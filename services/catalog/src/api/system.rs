//! System/health API handlers.
//!
//! # Purpose and responsibility
//! Provides a lightweight health endpoint for probes.
//!
//! # Key invariants and assumptions
//! - Health checks must be fast and side-effect free.
use crate::api::error::api_internal;
use crate::api::respond;
use crate::api::types::HealthStatus;
use crate::app::AppState;
use axum::Json;
use axum::extract::State;
use axum::response::{IntoResponse, Response};

pub const MODULE_NAME: &str = "system";

#[utoipa::path(
    get,
    path = "/system/health",
    tag = "system",
    responses(
        (status = 200, description = "Catalog service health", body = HealthStatus),
        (status = 500, description = "A repository is unavailable", body = crate::helpers::controller::ControllerErrorResponse)
    )
)]
/// Return catalog health status.
///
/// # What it does
/// Probes both repositories and returns `ok` if they respond.
///
/// # Errors
/// - Returns 500 if either repository health check fails.
pub(crate) async fn system_health(State(state): State<AppState>) -> Response {
    const OPERATION: &str = "system_health";
    respond(MODULE_NAME, OPERATION, async move {
        if let Err(err) = state.gamesystems.health_check().await {
            return Err(api_internal(MODULE_NAME, OPERATION, &err));
        }
        if let Err(err) = state.videogames.health_check().await {
            return Err(api_internal(MODULE_NAME, OPERATION, &err));
        }
        let status = HealthStatus {
            status: "ok".to_string(),
        };
        Ok(Json(status).into_response())
    })
    .await
}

•••••

■ What to do
In full and exactly, transcribe the material above.

■ Output for this exercise
filename services/catalog/src/api/system.rs
//! System/health API handlers.
//!
//! # Purpose and responsibility
//! Provides a lightweight health endpoint for probes.
//!
//! # Key invariants and assumptions
//! - Health checks must be fast and side-effect free.
use crate::api::error::api_internal;
use crate::api::respond;
use crate::api::types::HealthStatus;
use crate::app::AppState;
use axum::Json;
use axum::extract::State;
use axum::response::{IntoResponse, Response};

pub const MODULE_NAME: &str = "system";

#[utoipa::path(
    get,
    path = "/system/health",
    tag = "system",
    responses(
        (status = 200, description = "Catalog service health", body = HealthStatus),
        (status = 500, description = "A repository is unavailable", body = crate::helpers::controller::ControllerErrorResponse)
    )
)]
/// Return catalog health status.
///
/// # What it does
/// Probes both repositories and returns `ok` if they respond.
///
/// # Errors
/// - Returns 500 if either repository health check fails.
pub(crate) async fn system_health(State(state): State<AppState>) -> Response {
    const OPERATION: &str = "system_health";
    respond(MODULE_NAME, OPERATION, async move {
        if let Err(err) = state.gamesystems.health_check().await {
            return Err(api_internal(MODULE_NAME, OPERATION, &err));
        }
        if let Err(err) = state.videogames.health_check().await {
            return Err(api_internal(MODULE_NAME, OPERATION, &err));
        }
        let status = HealthStatus {
            status: "ok".to_string(),
        };
        Ok(Json(status).into_response())
    })
    .await
}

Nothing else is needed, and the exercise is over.